Your task
Some lines below may hold the string "Option". Count them and give only the total.

Extracted material
++++++++++

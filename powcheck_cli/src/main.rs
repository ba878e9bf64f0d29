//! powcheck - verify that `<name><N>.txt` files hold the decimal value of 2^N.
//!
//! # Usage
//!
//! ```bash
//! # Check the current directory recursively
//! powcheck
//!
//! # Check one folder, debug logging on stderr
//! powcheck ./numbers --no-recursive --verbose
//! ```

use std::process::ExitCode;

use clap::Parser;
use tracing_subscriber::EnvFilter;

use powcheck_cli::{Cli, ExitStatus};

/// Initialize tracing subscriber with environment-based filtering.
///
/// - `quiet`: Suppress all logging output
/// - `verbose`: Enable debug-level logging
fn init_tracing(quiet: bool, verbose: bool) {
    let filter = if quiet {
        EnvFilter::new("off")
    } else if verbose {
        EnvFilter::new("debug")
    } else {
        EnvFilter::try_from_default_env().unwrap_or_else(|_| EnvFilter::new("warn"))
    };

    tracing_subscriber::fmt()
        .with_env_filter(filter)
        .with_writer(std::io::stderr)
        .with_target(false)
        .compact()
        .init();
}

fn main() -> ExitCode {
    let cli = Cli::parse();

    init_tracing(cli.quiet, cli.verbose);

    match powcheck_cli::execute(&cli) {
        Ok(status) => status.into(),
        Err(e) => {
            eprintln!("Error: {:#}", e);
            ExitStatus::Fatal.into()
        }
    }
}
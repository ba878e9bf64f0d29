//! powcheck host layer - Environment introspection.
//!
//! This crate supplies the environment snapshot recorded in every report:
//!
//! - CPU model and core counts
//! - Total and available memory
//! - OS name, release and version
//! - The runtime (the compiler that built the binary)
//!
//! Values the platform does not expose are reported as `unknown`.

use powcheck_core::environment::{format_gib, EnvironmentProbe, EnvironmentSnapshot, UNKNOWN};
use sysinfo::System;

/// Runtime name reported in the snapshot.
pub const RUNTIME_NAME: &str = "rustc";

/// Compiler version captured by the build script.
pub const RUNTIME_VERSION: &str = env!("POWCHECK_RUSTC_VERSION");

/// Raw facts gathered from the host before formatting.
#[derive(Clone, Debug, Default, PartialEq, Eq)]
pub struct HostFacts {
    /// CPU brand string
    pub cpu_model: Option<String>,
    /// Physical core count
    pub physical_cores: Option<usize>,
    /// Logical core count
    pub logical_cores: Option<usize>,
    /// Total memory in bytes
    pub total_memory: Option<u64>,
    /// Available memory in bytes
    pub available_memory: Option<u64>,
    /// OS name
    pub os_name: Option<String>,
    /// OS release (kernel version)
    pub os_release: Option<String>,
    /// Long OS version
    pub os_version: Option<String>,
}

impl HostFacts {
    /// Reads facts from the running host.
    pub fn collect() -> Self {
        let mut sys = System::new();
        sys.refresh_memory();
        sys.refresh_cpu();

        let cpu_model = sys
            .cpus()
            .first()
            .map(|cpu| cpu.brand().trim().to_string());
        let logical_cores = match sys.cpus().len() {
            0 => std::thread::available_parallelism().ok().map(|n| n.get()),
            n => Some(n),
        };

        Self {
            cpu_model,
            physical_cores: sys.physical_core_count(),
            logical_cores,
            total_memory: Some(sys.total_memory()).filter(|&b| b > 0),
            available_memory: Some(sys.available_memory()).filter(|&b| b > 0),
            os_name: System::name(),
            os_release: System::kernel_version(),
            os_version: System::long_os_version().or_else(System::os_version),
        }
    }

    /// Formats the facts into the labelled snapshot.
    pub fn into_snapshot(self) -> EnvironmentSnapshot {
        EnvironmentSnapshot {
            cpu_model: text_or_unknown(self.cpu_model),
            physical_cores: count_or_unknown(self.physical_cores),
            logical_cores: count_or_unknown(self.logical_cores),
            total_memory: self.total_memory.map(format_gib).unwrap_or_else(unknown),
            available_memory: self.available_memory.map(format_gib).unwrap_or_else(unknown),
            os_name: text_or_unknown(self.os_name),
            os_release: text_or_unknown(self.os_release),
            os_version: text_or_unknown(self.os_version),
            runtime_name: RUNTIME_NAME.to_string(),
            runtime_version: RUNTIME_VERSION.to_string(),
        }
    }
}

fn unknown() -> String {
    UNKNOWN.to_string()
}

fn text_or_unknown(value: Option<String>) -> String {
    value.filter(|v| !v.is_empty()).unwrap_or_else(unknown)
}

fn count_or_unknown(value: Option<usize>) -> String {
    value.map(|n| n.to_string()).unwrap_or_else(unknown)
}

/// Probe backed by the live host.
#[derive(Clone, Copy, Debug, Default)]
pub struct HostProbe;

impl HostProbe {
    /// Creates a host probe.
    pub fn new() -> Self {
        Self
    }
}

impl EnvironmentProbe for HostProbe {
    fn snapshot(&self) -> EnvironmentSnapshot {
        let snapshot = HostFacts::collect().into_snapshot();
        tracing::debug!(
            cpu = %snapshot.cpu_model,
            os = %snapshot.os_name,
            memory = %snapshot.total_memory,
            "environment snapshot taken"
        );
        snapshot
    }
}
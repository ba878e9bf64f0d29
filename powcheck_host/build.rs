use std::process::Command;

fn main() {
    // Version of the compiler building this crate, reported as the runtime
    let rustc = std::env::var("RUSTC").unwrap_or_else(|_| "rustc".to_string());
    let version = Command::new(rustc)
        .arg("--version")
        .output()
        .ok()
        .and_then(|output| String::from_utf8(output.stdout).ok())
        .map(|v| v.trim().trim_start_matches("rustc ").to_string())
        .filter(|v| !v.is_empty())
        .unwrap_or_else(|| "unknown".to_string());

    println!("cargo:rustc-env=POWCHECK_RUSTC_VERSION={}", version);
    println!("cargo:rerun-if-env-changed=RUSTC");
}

++++++++++

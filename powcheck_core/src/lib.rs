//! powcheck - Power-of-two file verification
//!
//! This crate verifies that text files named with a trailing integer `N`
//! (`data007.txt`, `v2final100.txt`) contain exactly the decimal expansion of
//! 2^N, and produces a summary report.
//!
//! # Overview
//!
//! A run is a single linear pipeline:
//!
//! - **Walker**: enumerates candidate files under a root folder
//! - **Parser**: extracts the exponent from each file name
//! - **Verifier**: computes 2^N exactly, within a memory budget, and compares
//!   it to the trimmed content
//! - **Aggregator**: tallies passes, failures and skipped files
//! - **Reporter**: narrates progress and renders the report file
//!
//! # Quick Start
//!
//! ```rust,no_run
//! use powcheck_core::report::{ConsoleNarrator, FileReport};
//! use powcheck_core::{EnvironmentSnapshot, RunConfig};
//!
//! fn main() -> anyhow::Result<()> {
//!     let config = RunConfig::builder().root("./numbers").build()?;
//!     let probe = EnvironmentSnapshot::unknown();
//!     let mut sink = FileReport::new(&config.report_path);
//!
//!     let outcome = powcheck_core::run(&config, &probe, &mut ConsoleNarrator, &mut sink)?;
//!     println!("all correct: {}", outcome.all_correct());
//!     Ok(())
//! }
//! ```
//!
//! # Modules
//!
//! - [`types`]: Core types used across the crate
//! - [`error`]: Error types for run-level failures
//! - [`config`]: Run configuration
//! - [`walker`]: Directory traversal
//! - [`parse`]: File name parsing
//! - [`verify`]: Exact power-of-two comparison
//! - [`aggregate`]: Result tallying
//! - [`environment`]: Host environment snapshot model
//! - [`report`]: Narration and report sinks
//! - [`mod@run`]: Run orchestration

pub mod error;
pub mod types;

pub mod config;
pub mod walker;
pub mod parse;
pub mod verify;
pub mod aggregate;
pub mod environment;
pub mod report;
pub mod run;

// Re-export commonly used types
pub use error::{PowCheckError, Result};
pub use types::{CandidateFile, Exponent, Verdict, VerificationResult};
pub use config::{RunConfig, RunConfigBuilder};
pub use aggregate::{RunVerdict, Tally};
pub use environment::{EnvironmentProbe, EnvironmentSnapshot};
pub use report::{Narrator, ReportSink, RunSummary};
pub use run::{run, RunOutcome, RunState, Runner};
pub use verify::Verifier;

++++++++++

Exercise output
10